── Material for this task ──

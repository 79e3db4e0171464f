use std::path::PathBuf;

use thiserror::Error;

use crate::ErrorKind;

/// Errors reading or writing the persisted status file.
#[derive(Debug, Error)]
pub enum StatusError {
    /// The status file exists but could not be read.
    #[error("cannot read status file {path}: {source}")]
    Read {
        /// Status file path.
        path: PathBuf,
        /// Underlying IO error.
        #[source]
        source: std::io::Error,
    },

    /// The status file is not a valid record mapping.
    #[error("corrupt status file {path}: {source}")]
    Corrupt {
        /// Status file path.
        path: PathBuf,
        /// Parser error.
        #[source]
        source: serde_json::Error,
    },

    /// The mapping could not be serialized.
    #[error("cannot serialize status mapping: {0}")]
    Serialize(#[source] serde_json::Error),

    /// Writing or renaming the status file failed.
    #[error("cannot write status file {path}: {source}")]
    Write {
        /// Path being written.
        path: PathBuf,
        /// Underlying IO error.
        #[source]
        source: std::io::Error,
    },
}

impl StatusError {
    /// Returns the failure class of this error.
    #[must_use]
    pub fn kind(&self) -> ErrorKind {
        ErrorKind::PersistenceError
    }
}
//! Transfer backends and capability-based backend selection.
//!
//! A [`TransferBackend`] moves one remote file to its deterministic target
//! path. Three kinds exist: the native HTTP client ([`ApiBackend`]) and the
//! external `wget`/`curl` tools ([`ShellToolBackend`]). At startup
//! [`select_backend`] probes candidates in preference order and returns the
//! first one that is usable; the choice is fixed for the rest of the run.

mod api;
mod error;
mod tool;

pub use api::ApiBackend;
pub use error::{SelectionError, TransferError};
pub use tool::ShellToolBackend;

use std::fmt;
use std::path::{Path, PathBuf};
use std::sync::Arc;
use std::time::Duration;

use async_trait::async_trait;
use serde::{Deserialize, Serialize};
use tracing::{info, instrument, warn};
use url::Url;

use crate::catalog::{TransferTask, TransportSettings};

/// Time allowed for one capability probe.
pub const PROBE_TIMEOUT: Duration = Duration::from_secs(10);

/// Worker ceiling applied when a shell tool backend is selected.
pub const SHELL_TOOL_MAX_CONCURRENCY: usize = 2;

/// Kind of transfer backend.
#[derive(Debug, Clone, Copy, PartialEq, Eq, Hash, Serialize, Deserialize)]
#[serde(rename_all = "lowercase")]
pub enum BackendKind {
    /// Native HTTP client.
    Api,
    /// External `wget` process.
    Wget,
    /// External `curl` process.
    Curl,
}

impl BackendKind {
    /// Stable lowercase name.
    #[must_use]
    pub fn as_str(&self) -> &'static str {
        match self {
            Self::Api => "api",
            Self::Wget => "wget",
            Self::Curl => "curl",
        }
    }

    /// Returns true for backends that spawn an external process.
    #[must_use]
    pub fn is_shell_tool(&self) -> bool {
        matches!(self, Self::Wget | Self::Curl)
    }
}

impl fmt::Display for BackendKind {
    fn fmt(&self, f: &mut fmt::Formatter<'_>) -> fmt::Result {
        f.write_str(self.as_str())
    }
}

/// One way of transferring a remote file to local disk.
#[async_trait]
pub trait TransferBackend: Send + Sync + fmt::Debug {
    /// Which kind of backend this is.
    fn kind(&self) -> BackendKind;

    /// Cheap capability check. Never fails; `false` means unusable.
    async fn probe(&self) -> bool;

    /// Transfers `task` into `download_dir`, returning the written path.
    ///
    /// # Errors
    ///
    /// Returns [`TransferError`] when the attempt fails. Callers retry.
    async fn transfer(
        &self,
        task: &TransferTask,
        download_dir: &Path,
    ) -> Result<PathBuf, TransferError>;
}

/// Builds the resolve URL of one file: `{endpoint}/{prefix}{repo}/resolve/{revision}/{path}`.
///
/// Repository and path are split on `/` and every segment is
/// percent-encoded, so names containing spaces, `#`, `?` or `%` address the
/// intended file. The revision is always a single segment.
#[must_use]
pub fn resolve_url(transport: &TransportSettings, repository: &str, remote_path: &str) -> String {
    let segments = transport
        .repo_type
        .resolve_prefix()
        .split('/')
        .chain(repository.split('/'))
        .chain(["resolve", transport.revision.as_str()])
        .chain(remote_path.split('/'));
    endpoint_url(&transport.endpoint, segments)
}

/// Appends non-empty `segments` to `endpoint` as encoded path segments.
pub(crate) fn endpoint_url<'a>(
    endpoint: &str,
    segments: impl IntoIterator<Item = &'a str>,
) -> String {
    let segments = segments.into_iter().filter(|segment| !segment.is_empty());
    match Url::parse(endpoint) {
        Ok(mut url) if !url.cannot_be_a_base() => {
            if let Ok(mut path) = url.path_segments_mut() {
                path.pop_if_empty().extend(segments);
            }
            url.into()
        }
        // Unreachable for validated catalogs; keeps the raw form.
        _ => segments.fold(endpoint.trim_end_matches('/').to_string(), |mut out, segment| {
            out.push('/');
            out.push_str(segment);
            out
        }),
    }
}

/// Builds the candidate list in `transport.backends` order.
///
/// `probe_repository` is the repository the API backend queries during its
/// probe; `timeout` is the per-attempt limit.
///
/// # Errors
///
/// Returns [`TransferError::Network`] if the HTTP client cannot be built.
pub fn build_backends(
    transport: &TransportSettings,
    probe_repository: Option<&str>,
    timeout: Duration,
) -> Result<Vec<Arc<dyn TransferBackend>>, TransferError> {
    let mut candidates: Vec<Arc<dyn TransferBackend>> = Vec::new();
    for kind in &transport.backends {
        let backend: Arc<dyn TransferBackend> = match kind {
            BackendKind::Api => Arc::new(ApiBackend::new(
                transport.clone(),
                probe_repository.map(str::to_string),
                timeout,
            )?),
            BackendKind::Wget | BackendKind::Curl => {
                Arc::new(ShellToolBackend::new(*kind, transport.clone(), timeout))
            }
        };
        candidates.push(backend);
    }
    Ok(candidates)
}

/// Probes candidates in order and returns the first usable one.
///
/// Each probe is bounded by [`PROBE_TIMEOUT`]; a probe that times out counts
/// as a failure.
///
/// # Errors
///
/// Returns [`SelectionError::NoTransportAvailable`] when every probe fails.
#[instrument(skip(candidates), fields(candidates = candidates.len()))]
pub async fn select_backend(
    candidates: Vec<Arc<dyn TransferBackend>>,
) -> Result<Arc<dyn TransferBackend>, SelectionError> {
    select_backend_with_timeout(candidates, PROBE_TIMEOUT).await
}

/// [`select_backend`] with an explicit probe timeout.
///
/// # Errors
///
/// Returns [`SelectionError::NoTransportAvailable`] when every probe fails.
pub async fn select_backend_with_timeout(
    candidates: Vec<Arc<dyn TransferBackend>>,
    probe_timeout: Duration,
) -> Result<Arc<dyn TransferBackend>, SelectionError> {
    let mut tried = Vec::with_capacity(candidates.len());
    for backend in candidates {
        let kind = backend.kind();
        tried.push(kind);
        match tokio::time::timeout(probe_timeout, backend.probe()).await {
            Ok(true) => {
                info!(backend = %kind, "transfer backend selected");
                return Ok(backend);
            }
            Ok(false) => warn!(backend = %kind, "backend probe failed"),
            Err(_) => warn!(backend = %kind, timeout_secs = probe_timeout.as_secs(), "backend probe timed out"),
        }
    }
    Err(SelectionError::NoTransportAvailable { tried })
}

───

> [Problem to solve]: Count the lines above that contain the word "first", and give only that number.

> [Response area]: 2